IP Hijacking, part 1
By Dave Hauser
This is the first part of a multi-part series detailing how netblocks are hijacked, the ramifications of such an event, how a netblock hijacking event can be mitigated or eliminated, and finally how Farsight's DNSDB and other products can be part of the solution.
What is IP hijacking?
In the broadest sense of the term, it is the misplacement of routes. For the purpose of this series, we'll define it as "the deliberate and malicious modification of public routing tables".¹
There are multiple categories of route misplacement; briefly running through them will help illustrate why we're focusing on what is the worst of the lot.
This type is often a non-malicious systemic failure of one sort or another.
It could be a misbehaving protocol, human error, or legacy cruft that
hasn't caused enough of a problem yet to be rectified. In any event, it is
restricted to an entity that can choose when and how it handles the
failure. Nobody on the public Internet should be affected. This type of
failure is more common in large organizations with many different
logistical domains, each with their own
IPAM and internal
processes. This environment is rife with fragmentation of IP space, both
public and RFC1918. A subset of
intra-organization hijack involves using non-RFC1918 IP space for an
internal network. This creates reachability issues from within the
organization to the correct place for those IPs. A common mistake is using
space within the
192.0.0.0/8 range that doesn't include
Public BGP Table Hijack
Here we span two variations: one where the IP space is hijacked, and another where the ASN and the IP space is hijacked. The former is more common and both can be either accidental as well as malicious. The latter is insidious, mostly because it can look like normal anycast to the rest of the Internet.
In-Path ASN Hijack
It is also possible for an attacker to insert a target ASN in announcements they make to the global routing table thereby causing some portion of traffic destined to the target to instead be routed through the attacker's network. This presents a man-in-middle attack.

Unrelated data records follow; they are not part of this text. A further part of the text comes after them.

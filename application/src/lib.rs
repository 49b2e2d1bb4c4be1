//! Application provides GraphQL API of the golf equipment rental
//! marketplace [`Service`].

#![deny(
    nonstandard_style,
    rust_2018_idioms,
    rustdoc::all,
    trivial_casts,
    trivial_numeric_casts,
    unsafe_code
)]
#![forbid(non_ascii_idents)]
#![warn(
    clippy::allow_attributes,
    clippy::allow_attributes_without_reason,
    clippy::pedantic,
    clippy::wildcard_enum_match_arm,
    deprecated_in_future,
    missing_copy_implementations,
    missing_debug_implementations,
    missing_docs,
    unreachable_pub,
    unused_crate_dependencies,
    unused_import_braces,
    unused_labels,
    unused_lifetimes,
    unused_qualifications,
    unused_results
)]

pub mod api;
pub mod args;
pub mod config;
mod context;
pub mod error;

use std::{sync::Arc, time::Duration};

use axum::{
    extract::{MatchedPath, WebSocketUpgrade},
    response::{IntoResponse, Response},
    routing::{get, on, MethodFilter},
    Extension, Json, Router,
};
use axum_client_ip::InsecureClientIp;
use derive_more::{Debug, Display, Error as StdError};
use juniper::{http::GraphQLBatchResponse, DefaultScalarValue, ScalarValue};
use juniper_axum::{extract::JuniperRequest, subscriptions};
use juniper_graphql_ws::ConnectionConfig;
use tower_http::{cors::CorsLayer, trace::TraceLayer};
use tracing as log;
// Used in binary.
use refinery as _;
use tracing_subscriber as _;

pub use self::{
    args::Args,
    config::Config,
    context::Context,
    error::{AsError, Error},
};

/// [`Service`] with filled infrastructure dependencies.
///
/// [`Service`]: service::Service
pub type Service = service::Service<
    service::infra::Postgres,
    service::infra::payment::Sandbox,
    service::infra::notification::Log,
>;

/// [`juniper`] GraphQL response.
#[derive(Debug)]
pub struct JuniperResponse<S = DefaultScalarValue>
where
    S: ScalarValue,
{
    /// Status code of the response.
    pub status_code: http::StatusCode,

    /// Underlying GraphQL response.
    #[debug(skip)]
    pub response: GraphQLBatchResponse<S>,
}

impl<S> IntoResponse for JuniperResponse<S>
where
    S: ScalarValue,
{
    fn into_response(self) -> Response {
        let Self {
            status_code,
            response,
        } = self;

        if response.is_ok() {
            Json(response).into_response()
        } else {
            (status_code, Json(response)).into_response()
        }
    }
}

/// GraphQL API handler.
pub async fn graphql(
    Extension(schema): Extension<Arc<api::Schema>>,
    context: Context,
    JuniperRequest(gql_request): JuniperRequest,
) -> JuniperResponse {
    JuniperResponse {
        status_code: context.error_status_code(),
        response: gql_request.execute(&*schema, &context).await,
    }
}

/// Maximum size of a single GraphQL subscription WebSocket message.
const MAX_WS_MESSAGE_SIZE: usize = 4 * 1024;

/// Maximum number of operations running at once over a single GraphQL
/// subscription connection.
const MAX_IN_FLIGHT_OPERATIONS: usize = 10;

/// GraphQL subscriptions handler.
#[expect(
    clippy::unused_async,
    reason = "`async` is required to match signature"
)]
pub async fn subscriptions(
    Extension(schema): Extension<Arc<api::Schema>>,
    mut context: Context,
    ws: WebSocketUpgrade,
) -> Response {
    ws.protocols(["graphql-transport-ws", "graphql-ws"])
        .max_frame_size(MAX_WS_MESSAGE_SIZE)
        .max_message_size(MAX_WS_MESSAGE_SIZE)
        .on_upgrade(move |socket| {
            subscriptions::serve_ws(socket, schema, move |vars| async move {
                context.apply_subscription_variables(&vars).map(|()| {
                    ConnectionConfig::new(context)
                        .with_max_in_flight_operations(MAX_IN_FLIGHT_OPERATIONS)
                })
            })
        })
}

/// CORS origin from the [`config::Cors`] which is not a valid header value.
#[derive(Debug, Display, StdError)]
#[display("`{origin}` is not a valid CORS origin")]
pub struct InvalidCorsOrigin {
    /// The rejected origin.
    #[error(not(source))]
    pub origin: String,
}

/// Builds the HTTP [`Router`] serving the GraphQL API of the provided
/// [`Service`] at `/graphql` and its subscriptions at `/subscriptions`.
///
/// # Errors
///
/// If any of the [`config::Cors::origins`] is invalid.
pub fn router(
    service: Service,
    cors: &config::Cors,
) -> Result<Router, InvalidCorsOrigin> {
    let schema = api::Schema::new(api::Query, api::Mutation, api::Subscription);

    let cors = cors.origins.iter().try_fold(
        CorsLayer::new()
            .allow_methods([
                http::Method::GET,
                http::Method::OPTIONS,
                http::Method::POST,
            ])
            .allow_headers([
                http::header::AUTHORIZATION,
                http::header::CONTENT_TYPE,
            ]),
        |layer, origin| {
            origin
                .parse::<http::HeaderValue>()
                .map(|o| layer.allow_origin(o))
                .map_err(|_| InvalidCorsOrigin {
                    origin: origin.clone(),
                })
        },
    )?;

    Ok(Router::new()
        .route(
            "/graphql",
            on(MethodFilter::GET.or(MethodFilter::POST), graphql),
        )
        .route("/subscriptions", get(subscriptions))
        .layer(Extension(Arc::new(schema)))
        .layer(Extension(service))
        .layer(cors)
        .layer(
            TraceLayer::new_for_http()
                .make_span_with(request_span)
                .on_response(log_response),
        ))
}

/// Creates a [`tracing::Span`] of the provided HTTP request.
fn request_span(req: &http::Request<axum::body::Body>) -> tracing::Span {
    let client_ip = InsecureClientIp::from(req.headers(), req.extensions())
        .map(|ip| ip.0.to_string())
        .ok();
    log::info_span!(
        "HTTP request",
        http.client_ip = client_ip,
        http.method = req.method().as_str(),
        http.route = req
            .extensions()
            .get::<MatchedPath>()
            .map(MatchedPath::as_str),
        http.target = req
            .uri()
            .path_and_query()
            .map(http::uri::PathAndQuery::as_str),
        http.user_agent = req
            .headers()
            .get(http::header::USER_AGENT)
            .and_then(|h| h.to_str().ok()),
        http.status_code = log::field::Empty,
    )
}

/// Records the status of the provided HTTP response into the request
/// `span`, logging how long it took.
fn log_response(
    res: &http::Response<axum::body::Body>,
    took: Duration,
    span: &tracing::Span,
) {
    let status = res.status();
    _ = span.record("http.status_code", status.as_u16());

    let took = format!("{}ms", took.as_millis());
    if status.is_client_error() || status.is_server_error() {
        log::error!(duration = %took, "request failed");
    } else {
        log::info!(duration = %took, "request served");
    }
}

Public BGP Table Hijack (via Routing Registry)
This is the complete hijack scenario. For example, a network administrator went through the trouble to integrate their IRR objects correctly with a registry, but for some reason they find they are no longer in control of the maintainer object. Current recourse for recovery in this scenario is contacting the routing registry and regaining control of the maintainer object.
Less common is the use of a network hijack for censorship, either at the behest of an individual, group, or sovereign nation. This type of hijack differs from the above because its main aim is to disable, restrict or deny access to specific sources or destinations on the internet.
Specific Effects and a Few Case Studies
The main effect of an IP hijack is denial of service. The problem with an IP hijack's DoS footprint is that it creates a split horizon in the global routing table. An organization may be announcing the correct block, receiving most traffic destined for that block, and able to reach everything on the Internet. However, other places on the Internet may see the hijack BGP announcement as a more preferred route, and in the case of a non-malicious hijack, be unable to reach your organization. However, if the hijack is malicious, the hijacker may have created a duplication or man-in-the-middle attack devised to exfiltrate data from an organization. Another possible attack vector is a reflection attack against the hijackee. The attacker can issue TCP SYN queries around the Internet and across the split horizon and have the SYN/ACKs reflected at the legitimate organization. If the hijacked block is not black- or grey-listed, or worse, white-listed, a large volume of unwanted traffic may result.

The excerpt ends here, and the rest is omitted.